The Company also announced today that it requested that trading of its ADSs on the New York Stock Exchange (the "NYSE") be suspended as of the close of trading on September 29, 2017. The Company requested that the NYSE file a Form 25 with the Securities and Exchange Commission (the "SEC") notifying the SEC of the delisting of its ADSs on the NYSE and the deregistration of the Company's registered securities. The deregistration will become effective 90 days after the filing of the Form 25 or such shorter period as may be determined by the SEC. The Company intends to suspend its reporting obligations under the Securities Exchange Act of 1934, as amended, by filing a Form 15 with the SEC in approximately ten days.
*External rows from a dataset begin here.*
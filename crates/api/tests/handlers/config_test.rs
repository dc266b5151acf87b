use std::collections::HashMap;

use barbershop_api::config::ApiConfig;
use pretty_assertions::assert_eq;
use tracing::Level;

fn lookup(pairs: &[(&str, &str)]) -> impl Fn(&str) -> Option<String> {
    let vars: HashMap<String, String> = pairs
        .iter()
        .map(|(k, v)| (k.to_string(), v.to_string()))
        .collect();
    move |key| vars.get(key).cloned()
}

#[test]
fn test_defaults() {
    let config =
        ApiConfig::from_lookup(lookup(&[("DATABASE_URL", "postgres://localhost/barbershop")]))
            .unwrap();

    assert_eq!(config.server_addr(), "0.0.0.0:3333");
    assert_eq!(config.database_url, "postgres://localhost/barbershop");
    assert_eq!(config.log_level, Level::INFO);
    assert_eq!(config.cors_origins, None);
    assert_eq!(config.request_timeout, 30);
}

#[test]
fn test_overrides() {
    let config = ApiConfig::from_lookup(lookup(&[
        ("DATABASE_URL", "postgres://db/barbershop"),
        ("API_HOST", "127.0.0.1"),
        ("API_PORT", "8080"),
        ("LOG_LEVEL", "DEBUG"),
        ("API_CORS_ORIGINS", "http://localhost:3000, https://app.example.com,"),
        ("API_REQUEST_TIMEOUT_SECONDS", "5"),
    ]))
    .unwrap();

    assert_eq!(config.server_addr(), "127.0.0.1:8080");
    assert_eq!(config.log_level, Level::DEBUG);
    assert_eq!(
        config.cors_origins,
        Some(vec![
            "http://localhost:3000".to_string(),
            "https://app.example.com".to_string(),
        ])
    );
    assert_eq!(config.request_timeout, 5);
}

#[test]
fn test_missing_database_url_is_an_error() {
    let err = ApiConfig::from_lookup(lookup(&[])).unwrap_err();

    assert!(err.to_string().contains("DATABASE_URL"));
}

#[test]
fn test_invalid_port_is_an_error() {
    let result = ApiConfig::from_lookup(lookup(&[
        ("DATABASE_URL", "postgres://localhost/barbershop"),
        ("API_PORT", "seventy"),
    ]));

    assert!(result.is_err());
}

#[test]
fn test_unknown_log_level_falls_back_to_info() {
    let config = ApiConfig::from_lookup(lookup(&[
        ("DATABASE_URL", "postgres://localhost/barbershop"),
        ("LOG_LEVEL", "verbose"),
    ]))
    .unwrap();

    assert_eq!(config.log_level, Level::INFO);
}
use chrono::NaiveDateTime;
use serde::{Deserialize, Serialize};
use uuid::Uuid;

/// A booked hour with a provider. `date` is local wall-clock time at the
/// start of the booked hour.
#[derive(Debug, Clone, PartialEq, Eq, Serialize, Deserialize)]
pub struct Appointment {
    pub id: Uuid,
    pub provider_id: Uuid,
    pub user_id: Uuid,
    pub date: NaiveDateTime,
    pub created_at: NaiveDateTime,
}

#[derive(Debug, Clone, Serialize, Deserialize)]
pub struct CreateAppointmentRequest {
    pub provider_id: Uuid,
    pub user_id: Uuid,
    pub date: NaiveDateTime,
}

#[derive(Debug, Clone, Serialize, Deserialize)]
pub struct AppointmentResponse {
    pub id: Uuid,
    pub provider_id: Uuid,
    pub user_id: Uuid,
    pub date: NaiveDateTime,
}

impl From<Appointment> for AppointmentResponse {
    fn from(appointment: Appointment) -> Self {
        Self {
            id: appointment.id,
            provider_id: appointment.provider_id,
            user_id: appointment.user_id,
            date: appointment.date,
        }
    }
}
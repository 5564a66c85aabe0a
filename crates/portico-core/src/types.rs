//! Common types used throughout the request pipeline.

use std::future::Future;
use std::pin::Pin;

use bytes::Bytes;
use http::header::{HeaderValue, CONTENT_TYPE};
use http::StatusCode;
use http_body_util::{BodyExt, Full};

/// A boxed future, used wherever a pipeline stage is stored as a trait object.
pub type BoxFuture<'a, T> = Pin<Box<dyn Future<Output = T> + Send + 'a>>;

/// The HTTP request type seen by handlers, middleware, and interceptors.
///
/// The server collects the body before the pipeline starts, so it is
/// available as plain [`Bytes`].
pub type Request = http::Request<Bytes>;

/// The HTTP response type produced by the pipeline.
pub type Response = http::Response<Full<Bytes>>;

/// Constructors for simple responses.
pub trait ResponseExt {
    /// Creates a `text/plain` response with the given status.
    fn text(status: StatusCode, body: impl Into<String>) -> Response;

    /// Creates a response carrying raw bytes and an explicit content type.
    fn bytes(status: StatusCode, content_type: &'static str, body: impl Into<Bytes>) -> Response;
}

impl ResponseExt for Response {
    fn text(status: StatusCode, body: impl Into<String>) -> Response {
        Self::bytes(status, "text/plain; charset=utf-8", body.into())
    }

    fn bytes(status: StatusCode, content_type: &'static str, body: impl Into<Bytes>) -> Response {
        let mut response = http::Response::new(Full::new(body.into()));
        *response.status_mut() = status;
        response
            .headers_mut()
            .insert(CONTENT_TYPE, HeaderValue::from_static(content_type));
        response
    }
}

/// Splits a response into its head and its fully buffered body.
///
/// Interceptors use this to inspect or rewrite a body produced upstream.
pub async fn read_body(response: Response) -> (http::response::Parts, Bytes) {
    let (parts, body) = response.into_parts();
    let bytes = match body.collect().await {
        Ok(collected) => collected.to_bytes(),
        Err(never) => match never {},
    };
    (parts, bytes)
}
The Company's obligations to file with the SEC certain reports and forms, including Form 20-F and Form 6-K, will be suspended immediately as of the filing date of the Form 15 and will cease once the deregistration becomes effective.
About Zhaopin Limited
Zhaopin is a leading career platform in China, focusing on connecting users with relevant job opportunities throughout their career lifecycle. The Company's zhaopin.com website is the most popular career platform in China as measured by average daily unique visitors in each of the 12 months ended June 30, 2017, number of registered users as of June 30, 2017 and number of unique customers2 for the three months ended June 30, 2017. The Company's over 140.0 million registered users include diverse and educated job seekers who are at various stages of their careers and are in demand by employers as a result of the general shortage of skilled and educated workers in China. In the fiscal year ended June 30, 2017, approximately 49.3 million job postings3 were placed on Zhaopin's platform by 613,083 unique customers including multinational corporations, small and medium-sized enterprises and state-owned entities. The quality and quantity of Zhaopin's users and the resumes in the Company's database attract an increasing number of customers. This in turn leads to more users turning to Zhaopin as their primary recruitment and career- related services provider, creating strong network effects and significant entry barriers for potential competitors. For more information, please visit http://www.zhaopin.com.
About SEEK Limited
SEEK Limited (ASX:SEK) (OTCMKTS:SKLTY) is a diverse group of companies, comprised of a strong portfolio of online employment, educational, commercial and volunteer businesses. SEEK operates across 18 countries with exposure to over 2.9 billion people and approximately 26 per cent of GDP. SEEK makes a positive contribution to people's lives on a global scale. SEEK is listed on the Australian Securities Exchange, where it is a top 100 company with a market capitalisation close to A$6billion and has been listed in the Top 20 Most Innovative Companies Globally by Forbes, and Number One in Australia.